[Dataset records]

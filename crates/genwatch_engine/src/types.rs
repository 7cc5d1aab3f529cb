use std::fmt;
use std::sync::atomic::{AtomicU64, Ordering};

use genwatch_core::{GenerationConfig, JobId, JobKind, JobStatus, ObserverOutcome};
use serde::Deserialize;

/// Identifies one attachment of an observer to a job.
#[derive(Debug, Clone, Copy, PartialEq, Eq, Hash, PartialOrd, Ord)]
pub struct ObserverId(u64);

impl ObserverId {
    pub fn next() -> Self {
        static NEXT: AtomicU64 = AtomicU64::new(1);
        Self(NEXT.fetch_add(1, Ordering::Relaxed))
    }
}

impl fmt::Display for ObserverId {
    fn fmt(&self, f: &mut fmt::Formatter<'_>) -> fmt::Result {
        write!(f, "obs-{}", self.0)
    }
}

#[derive(Debug, Clone, PartialEq)]
pub enum ObserverUpdate {
    LogLines(Vec<String>),
    Progress(u8),
    Status(JobStatus),
    Item {
        index: usize,
        item: serde_json::Value,
    },
    Finished {
        outcome: ObserverOutcome,
        items: Option<Vec<serde_json::Value>>,
    },
}

#[derive(Debug, Clone, PartialEq)]
pub struct ObserverEvent {
    pub observer: ObserverId,
    pub job_id: JobId,
    pub update: ObserverUpdate,
}

impl ObserverEvent {
    pub fn is_finished(&self) -> bool {
        matches!(self.update, ObserverUpdate::Finished { .. })
    }
}

#[derive(Debug, Clone, PartialEq)]
pub enum CancelOutcome {
    /// Observer stopped and the backend accepted the cancel request.
    Acknowledged,
    /// Observer stopped; the backend request failed and was ignored.
    RemoteFailed(BackendError),
    /// Observer stopped; this kind of job has no remote cancel.
    LocalOnly,
    /// Nothing was observing the job.
    AlreadyStopped,
}

/// Everything the engine reports back to the event loop.
#[derive(Debug, Clone, PartialEq)]
pub enum EngineEvent {
    Submitted {
        job_id: JobId,
        kind: JobKind,
        config: GenerationConfig,
    },
    SubmitFailed {
        job_id: Option<JobId>,
        error: BackendError,
    },
    Restarted {
        job_id: JobId,
        config: Option<GenerationConfig>,
    },
    Observer(ObserverEvent),
    ReconnectAttached {
        job_id: JobId,
        status: JobStatus,
    },
    ReconnectTerminal {
        job_id: JobId,
        snapshot: TerminalSnapshot,
    },
    ReconnectFailed {
        job_id: JobId,
        error: BackendError,
    },
    CancelFinished {
        job_id: JobId,
        outcome: CancelOutcome,
    },
}

/// State of a job found already finished when reconnecting.
#[derive(Debug, Clone, PartialEq)]
pub struct TerminalSnapshot {
    pub status: JobStatus,
    pub logs: Vec<String>,
    pub items: Vec<serde_json::Value>,
}

#[derive(Debug, Clone, PartialEq)]
pub enum Reconnection {
    /// A fresh observer now watches the job.
    Attached {
        status: JobStatus,
        observer: ObserverId,
    },
    /// The job finished while nobody watched; nothing was attached.
    Terminal(TerminalSnapshot),
}

/// `GET /documents/{id}` payload.
#[derive(Debug, Clone, PartialEq, Deserialize)]
pub struct DocumentSnapshot {
    pub status: JobStatus,
    #[serde(default)]
    pub generation_log: Vec<String>,
    #[serde(default)]
    pub content: Option<String>,
}

/// `GET /tests/{id}` payload.
#[derive(Debug, Clone, PartialEq, Deserialize)]
pub struct TestSnapshot {
    pub status: JobStatus,
    #[serde(default)]
    pub questions: Vec<serde_json::Value>,
}

/// One decoded server-sent event of a question stream.
#[derive(Debug, Clone, PartialEq, Deserialize)]
#[serde(tag = "type", rename_all = "snake_case")]
pub enum StreamEvent {
    Question { question: serde_json::Value },
    Complete,
    Error {
        #[serde(default)]
        message: Option<String>,
    },
}

impl StreamEvent {
    pub fn parse(data: &str) -> Result<Self, BackendError> {
        serde_json::from_str(data)
            .map_err(|err| BackendError::new(FailureKind::Decode, err.to_string()))
    }
}

#[derive(Debug, Clone, PartialEq, Eq, thiserror::Error)]
#[error("{kind}: {message}")]
pub struct BackendError {
    pub kind: FailureKind,
    pub message: String,
}

impl BackendError {
    pub fn new(kind: FailureKind, message: impl Into<String>) -> Self {
        Self {
            kind,
            message: message.into(),
        }
    }
}

#[derive(Debug, Clone, Copy, PartialEq, Eq)]
pub enum FailureKind {
    InvalidUrl,
    HttpStatus(u16),
    Timeout,
    Network,
    Decode,
}

impl fmt::Display for FailureKind {
    fn fmt(&self, f: &mut fmt::Formatter<'_>) -> fmt::Result {
        match self {
            FailureKind::InvalidUrl => write!(f, "invalid url"),
            FailureKind::HttpStatus(code) => write!(f, "http status {code}"),
            FailureKind::Timeout => write!(f, "timeout"),
            FailureKind::Network => write!(f, "network error"),
            FailureKind::Decode => write!(f, "malformed response"),
        }
    }
}
/// Progress shown as soon as a job is seen generating.
pub const PROGRESS_FLOOR: u8 = 15;
/// Highest value the poll-count heuristic can reach.
pub const PROGRESS_CEILING: u8 = 85;
/// Reserved for an observed completion.
pub const PROGRESS_DONE: u8 = 100;

const PROGRESS_STEP: u32 = 2;

/// Synthetic progress for a generating job after `poll_count` polls.
///
/// This is a UI heuristic, not a measurement: the backend reports no
/// percentage, so the estimate grows with elapsed polls and stops short of
/// completion until the job is actually seen completed.
pub fn estimate_progress(poll_count: u32) -> u8 {
    let estimate = u32::from(PROGRESS_FLOOR).saturating_add(poll_count.saturating_mul(PROGRESS_STEP));
    estimate.min(u32::from(PROGRESS_CEILING)) as u8
}

/// Tracks how much of a job's append-only log has already been emitted.
///
/// The position is recomputed from the fetched length on every call, so a
/// fresh cursor against a log with N entries yields all N once and nothing on
/// later calls with the same log.
#[derive(Debug, Clone, Copy, PartialEq, Eq, Default)]
pub struct LogCursor {
    position: usize,
}

impl LogCursor {
    pub fn new() -> Self {
        Self::default()
    }

    pub fn position(&self) -> usize {
        self.position
    }

    /// Returns the unseen suffix of `logs` and moves the cursor to its end.
    ///
    /// A log shorter than the cursor (the backend started a new attempt)
    /// yields nothing and rewinds the cursor to the new length.
    pub fn advance<'a>(&mut self, logs: &'a [String]) -> &'a [String] {
        if logs.len() <= self.position {
            self.position = logs.len();
            return &[];
        }
        let fresh = &logs[self.position..];
        self.position = logs.len();
        fresh
    }
}
mod app;
mod cli;
mod config;
mod effects;
mod persistence;
mod render;

use std::time::Duration;

use anyhow::{bail, Context};
use clap::Parser;
use engine_logging::engine_info;
use genwatch_core::{GenerationConfig, JobId, JobKind};
use genwatch_engine::ensure_state_dir;

use crate::app::{App, Intent, RunOutcome};
use crate::cli::{Cli, Command};
use crate::config::AppConfig;
use crate::effects::EffectRunner;

fn main() -> anyhow::Result<()> {
    let cli = Cli::parse();
    let config = AppConfig::load().context("invalid configuration")?;
    ensure_state_dir(&config.state_dir).context("could not prepare the state directory")?;
    engine_logging::initialize(config.log_destination, config.log_level, &config.state_dir);
    engine_info!("genwatch starting against {}", config.base_url);

    let runner =
        EffectRunner::new(config.engine_settings()).context("could not start the engine")?;

    let (intent, detach_after) = match cli.command {
        Command::Answer {
            test_id,
            question_id,
            answer,
        } => {
            runner
                .answer(&JobId::new(test_id), &question_id, &answer)
                .context("answer was not recorded")?;
            println!("answer recorded");
            return Ok(());
        }
        Command::Finish { test_id } => {
            runner
                .complete_test(&JobId::new(test_id))
                .context("test was not completed")?;
            println!("test completed");
            return Ok(());
        }
        Command::Document {
            workspace,
            form,
            pages,
            watch,
        } => {
            let config = GenerationConfig {
                page_count: pages,
                ..form.into_config()
            };
            (
                Intent::Submit {
                    kind: JobKind::Document,
                    workspace_id: workspace,
                    config,
                },
                watch.detach_after,
            )
        }
        Command::Quiz {
            workspace,
            form,
            questions,
            watch,
        } => {
            let config = GenerationConfig {
                question_count: questions,
                ..form.into_config()
            };
            (
                Intent::Submit {
                    kind: JobKind::TestQuestions,
                    workspace_id: workspace,
                    config,
                },
                watch.detach_after,
            )
        }
        Command::Watch {
            job_id,
            kind,
            watch,
        } => (
            Intent::Watch {
                job_id: JobId::new(job_id),
                kind: kind.into(),
            },
            watch.detach_after,
        ),
        Command::Resume { watch } => (Intent::Resume, watch.detach_after),
        Command::Cancel { job_id, kind } => (
            Intent::Cancel {
                job_id: JobId::new(job_id),
                kind: kind.into(),
            },
            None,
        ),
        Command::Restart {
            job_id,
            title,
            instructions,
            watch,
        } => {
            let config = title.map(|title| GenerationConfig {
                title,
                custom_instructions: instructions,
                ..GenerationConfig::default()
            });
            (
                Intent::Restart {
                    job_id: JobId::new(job_id),
                    config,
                },
                watch.detach_after,
            )
        }
    };

    let app = App::new(runner, config.state_dir.clone());
    match app.run(intent, detach_after.map(Duration::from_secs)) {
        RunOutcome::Finished => Ok(()),
        RunOutcome::Detached => {
            println!("stopped watching; run `genwatch resume` to pick the job(s) back up");
            Ok(())
        }
        RunOutcome::Failed(reason) => bail!(reason),
    }
}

_Task details_: In the records above, find every line with the word "position" and copy it.

_Solution to this exercise_:
/// The position is recomputed from the fetched length on every call, so a
    position: usize,
    pub fn position(&self) -> usize {
        self.position
        if logs.len() <= self.position {
            self.position = logs.len();
        let fresh = &logs[self.position..];
        self.position = logs.len();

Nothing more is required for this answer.